### Your goal
Please reproduce the listing in its entirety, exactly as shown.

### Extracted data
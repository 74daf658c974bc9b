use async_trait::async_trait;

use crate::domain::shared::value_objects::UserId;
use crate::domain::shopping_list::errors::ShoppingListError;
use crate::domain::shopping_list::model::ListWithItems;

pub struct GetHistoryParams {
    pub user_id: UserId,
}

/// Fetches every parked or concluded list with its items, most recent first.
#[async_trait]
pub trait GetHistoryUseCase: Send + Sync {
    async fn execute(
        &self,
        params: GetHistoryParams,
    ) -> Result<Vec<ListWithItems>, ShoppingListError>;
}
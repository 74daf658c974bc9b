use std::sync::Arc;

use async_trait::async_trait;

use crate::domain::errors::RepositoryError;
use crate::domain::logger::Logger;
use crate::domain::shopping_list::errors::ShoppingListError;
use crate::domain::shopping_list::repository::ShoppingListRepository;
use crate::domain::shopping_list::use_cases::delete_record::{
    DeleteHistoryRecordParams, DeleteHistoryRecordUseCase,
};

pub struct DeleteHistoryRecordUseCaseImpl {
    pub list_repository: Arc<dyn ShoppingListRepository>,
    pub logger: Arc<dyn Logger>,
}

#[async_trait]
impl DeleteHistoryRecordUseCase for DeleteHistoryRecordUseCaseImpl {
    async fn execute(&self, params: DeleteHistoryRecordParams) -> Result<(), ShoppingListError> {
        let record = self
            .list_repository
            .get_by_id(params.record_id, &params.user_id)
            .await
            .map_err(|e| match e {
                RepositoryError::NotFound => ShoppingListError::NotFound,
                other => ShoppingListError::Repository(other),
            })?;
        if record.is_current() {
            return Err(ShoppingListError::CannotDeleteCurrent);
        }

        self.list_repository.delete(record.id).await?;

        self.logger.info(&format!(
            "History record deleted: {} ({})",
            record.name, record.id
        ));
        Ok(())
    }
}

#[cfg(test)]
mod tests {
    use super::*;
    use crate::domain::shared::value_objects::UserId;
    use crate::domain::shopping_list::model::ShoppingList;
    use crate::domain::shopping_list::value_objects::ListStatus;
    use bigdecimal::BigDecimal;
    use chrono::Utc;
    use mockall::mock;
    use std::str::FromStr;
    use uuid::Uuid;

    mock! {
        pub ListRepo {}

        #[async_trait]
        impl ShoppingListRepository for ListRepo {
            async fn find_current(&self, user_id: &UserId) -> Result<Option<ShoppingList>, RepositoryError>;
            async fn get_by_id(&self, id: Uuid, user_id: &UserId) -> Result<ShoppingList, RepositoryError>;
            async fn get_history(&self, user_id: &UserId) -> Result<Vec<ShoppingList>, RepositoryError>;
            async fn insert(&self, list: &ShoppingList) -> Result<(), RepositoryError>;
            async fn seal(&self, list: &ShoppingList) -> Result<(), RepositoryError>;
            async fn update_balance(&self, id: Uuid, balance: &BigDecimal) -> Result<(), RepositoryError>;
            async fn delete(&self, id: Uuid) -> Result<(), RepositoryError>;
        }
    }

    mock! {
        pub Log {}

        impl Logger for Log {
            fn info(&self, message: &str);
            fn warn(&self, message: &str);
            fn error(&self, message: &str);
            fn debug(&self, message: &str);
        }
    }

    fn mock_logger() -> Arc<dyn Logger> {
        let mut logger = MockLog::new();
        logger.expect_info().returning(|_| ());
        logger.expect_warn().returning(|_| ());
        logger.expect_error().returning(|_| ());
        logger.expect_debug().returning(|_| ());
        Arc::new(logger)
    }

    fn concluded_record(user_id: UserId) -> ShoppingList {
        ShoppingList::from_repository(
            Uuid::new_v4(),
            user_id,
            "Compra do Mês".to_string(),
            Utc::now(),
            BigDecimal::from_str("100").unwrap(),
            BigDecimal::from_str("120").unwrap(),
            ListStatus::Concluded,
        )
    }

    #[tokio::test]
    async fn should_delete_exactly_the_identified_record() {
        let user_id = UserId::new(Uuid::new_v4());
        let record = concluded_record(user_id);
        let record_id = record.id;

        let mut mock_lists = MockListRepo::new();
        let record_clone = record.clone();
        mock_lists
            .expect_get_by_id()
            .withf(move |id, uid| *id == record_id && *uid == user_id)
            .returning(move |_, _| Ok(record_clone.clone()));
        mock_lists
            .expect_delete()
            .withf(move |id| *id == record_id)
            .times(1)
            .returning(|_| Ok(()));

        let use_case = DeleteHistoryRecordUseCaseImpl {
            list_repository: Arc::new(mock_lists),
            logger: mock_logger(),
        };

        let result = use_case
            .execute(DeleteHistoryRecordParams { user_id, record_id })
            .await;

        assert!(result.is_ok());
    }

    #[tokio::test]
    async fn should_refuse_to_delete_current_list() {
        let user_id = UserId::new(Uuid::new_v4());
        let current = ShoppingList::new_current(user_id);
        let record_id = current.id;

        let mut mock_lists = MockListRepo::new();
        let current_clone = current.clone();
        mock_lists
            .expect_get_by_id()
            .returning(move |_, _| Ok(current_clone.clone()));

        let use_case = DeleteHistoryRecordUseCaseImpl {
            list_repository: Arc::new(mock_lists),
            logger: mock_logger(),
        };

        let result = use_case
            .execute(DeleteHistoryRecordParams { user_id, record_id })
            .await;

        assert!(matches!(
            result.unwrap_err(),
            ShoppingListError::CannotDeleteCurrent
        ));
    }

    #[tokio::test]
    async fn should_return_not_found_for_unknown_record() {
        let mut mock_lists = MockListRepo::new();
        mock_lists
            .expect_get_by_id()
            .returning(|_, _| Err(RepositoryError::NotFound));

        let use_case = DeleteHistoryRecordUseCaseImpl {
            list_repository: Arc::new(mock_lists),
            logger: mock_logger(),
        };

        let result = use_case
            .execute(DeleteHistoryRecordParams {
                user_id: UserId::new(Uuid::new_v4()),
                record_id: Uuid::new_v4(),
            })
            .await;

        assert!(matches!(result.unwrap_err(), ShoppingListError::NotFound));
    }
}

### Written answer
repository 74daf658c974bc9b
use async_trait::async_trait;

use crate::domain::shared::value_objects::UserId;
use crate::domain::shopping_list::errors::ShoppingListError;
use crate::domain::shopping_list::model::ListWithItems;

pub struct GetHistoryParams {
    pub user_id: UserId,
}

/// Fetches every parked or concluded list with its items, most recent first.
#[async_trait]
pub trait GetHistoryUseCase: Send + Sync {
    async fn execute(
        &self,
        params: GetHistoryParams,
    ) -> Result<Vec<ListWithItems>, ShoppingListError>;
}
repository 74daf658c974bc9b
use std::sync::Arc;

use async_trait::async_trait;

use crate::domain::errors::RepositoryError;
use crate::domain::logger::Logger;
use crate::domain::shopping_list::errors::ShoppingListError;
use crate::domain::shopping_list::repository::ShoppingListRepository;
use crate::domain::shopping_list::use_cases::delete_record::{
    DeleteHistoryRecordParams, DeleteHistoryRecordUseCase,
};

pub struct DeleteHistoryRecordUseCaseImpl {
    pub list_repository: Arc<dyn ShoppingListRepository>,
    pub logger: Arc<dyn Logger>,
}

#[async_trait]
impl DeleteHistoryRecordUseCase for DeleteHistoryRecordUseCaseImpl {
    async fn execute(&self, params: DeleteHistoryRecordParams) -> Result<(), ShoppingListError> {
        let record = self
            .list_repository
            .get_by_id(params.record_id, &params.user_id)
            .await
            .map_err(|e| match e {
                RepositoryError::NotFound => ShoppingListError::NotFound,
                other => ShoppingListError::Repository(other),
            })?;
        if record.is_current() {
            return Err(ShoppingListError::CannotDeleteCurrent);
        }

        self.list_repository.delete(record.id).await?;

        self.logger.info(&format!(
            "History record deleted: {} ({})",
            record.name, record.id
        ));
        Ok(())
    }
}

#[cfg(test)]
mod tests {
    use super::*;
    use crate::domain::shared::value_objects::UserId;
    use crate::domain::shopping_list::model::ShoppingList;
    use crate::domain::shopping_list::value_objects::ListStatus;
    use bigdecimal::BigDecimal;
    use chrono::Utc;
    use mockall::mock;
    use std::str::FromStr;
    use uuid::Uuid;

    mock! {
        pub ListRepo {}

        #[async_trait]
        impl ShoppingListRepository for ListRepo {
            async fn find_current(&self, user_id: &UserId) -> Result<Option<ShoppingList>, RepositoryError>;
            async fn get_by_id(&self, id: Uuid, user_id: &UserId) -> Result<ShoppingList, RepositoryError>;
            async fn get_history(&self, user_id: &UserId) -> Result<Vec<ShoppingList>, RepositoryError>;
            async fn insert(&self, list: &ShoppingList) -> Result<(), RepositoryError>;
            async fn seal(&self, list: &ShoppingList) -> Result<(), RepositoryError>;
            async fn update_balance(&self, id: Uuid, balance: &BigDecimal) -> Result<(), RepositoryError>;
            async fn delete(&self, id: Uuid) -> Result<(), RepositoryError>;
        }
    }

    mock! {
        pub Log {}

        impl Logger for Log {
            fn info(&self, message: &str);
            fn warn(&self, message: &str);
            fn error(&self, message: &str);
            fn debug(&self, message: &str);
        }
    }

    fn mock_logger() -> Arc<dyn Logger> {
        let mut logger = MockLog::new();
        logger.expect_info().returning(|_| ());
        logger.expect_warn().returning(|_| ());
        logger.expect_error().returning(|_| ());
        logger.expect_debug().returning(|_| ());
        Arc::new(logger)
    }

    fn concluded_record(user_id: UserId) -> ShoppingList {
        ShoppingList::from_repository(
            Uuid::new_v4(),
            user_id,
            "Compra do Mês".to_string(),
            Utc::now(),
            BigDecimal::from_str("100").unwrap(),
            BigDecimal::from_str("120").unwrap(),
            ListStatus::Concluded,
        )
    }

    #[tokio::test]
    async fn should_delete_exactly_the_identified_record() {
        let user_id = UserId::new(Uuid::new_v4());
        let record = concluded_record(user_id);
        let record_id = record.id;

        let mut mock_lists = MockListRepo::new();
        let record_clone = record.clone();
        mock_lists
            .expect_get_by_id()
            .withf(move |id, uid| *id == record_id && *uid == user_id)
            .returning(move |_, _| Ok(record_clone.clone()));
        mock_lists
            .expect_delete()
            .withf(move |id| *id == record_id)
            .times(1)
            .returning(|_| Ok(()));

        let use_case = DeleteHistoryRecordUseCaseImpl {
            list_repository: Arc::new(mock_lists),
            logger: mock_logger(),
        };

        let result = use_case
            .execute(DeleteHistoryRecordParams { user_id, record_id })
            .await;

        assert!(result.is_ok());
    }

    #[tokio::test]
    async fn should_refuse_to_delete_current_list() {
        let user_id = UserId::new(Uuid::new_v4());
        let current = ShoppingList::new_current(user_id);
        let record_id = current.id;

        let mut mock_lists = MockListRepo::new();
        let current_clone = current.clone();
        mock_lists
            .expect_get_by_id()
            .returning(move |_, _| Ok(current_clone.clone()));

        let use_case = DeleteHistoryRecordUseCaseImpl {
            list_repository: Arc::new(mock_lists),
            logger: mock_logger(),
        };

        let result = use_case
            .execute(DeleteHistoryRecordParams { user_id, record_id })
            .await;

        assert!(matches!(
            result.unwrap_err(),
            ShoppingListError::CannotDeleteCurrent
        ));
    }

    #[tokio::test]
    async fn should_return_not_found_for_unknown_record() {
        let mut mock_lists = MockListRepo::new();
        mock_lists
            .expect_get_by_id()
            .returning(|_, _| Err(RepositoryError::NotFound));

        let use_case = DeleteHistoryRecordUseCaseImpl {
            list_repository: Arc::new(mock_lists),
            logger: mock_logger(),
        };

        let result = use_case
            .execute(DeleteHistoryRecordParams {
                user_id: UserId::new(Uuid::new_v4()),
                record_id: Uuid::new_v4(),
            })
            .await;

        assert!(matches!(result.unwrap_err(), ShoppingListError::NotFound));
    }
}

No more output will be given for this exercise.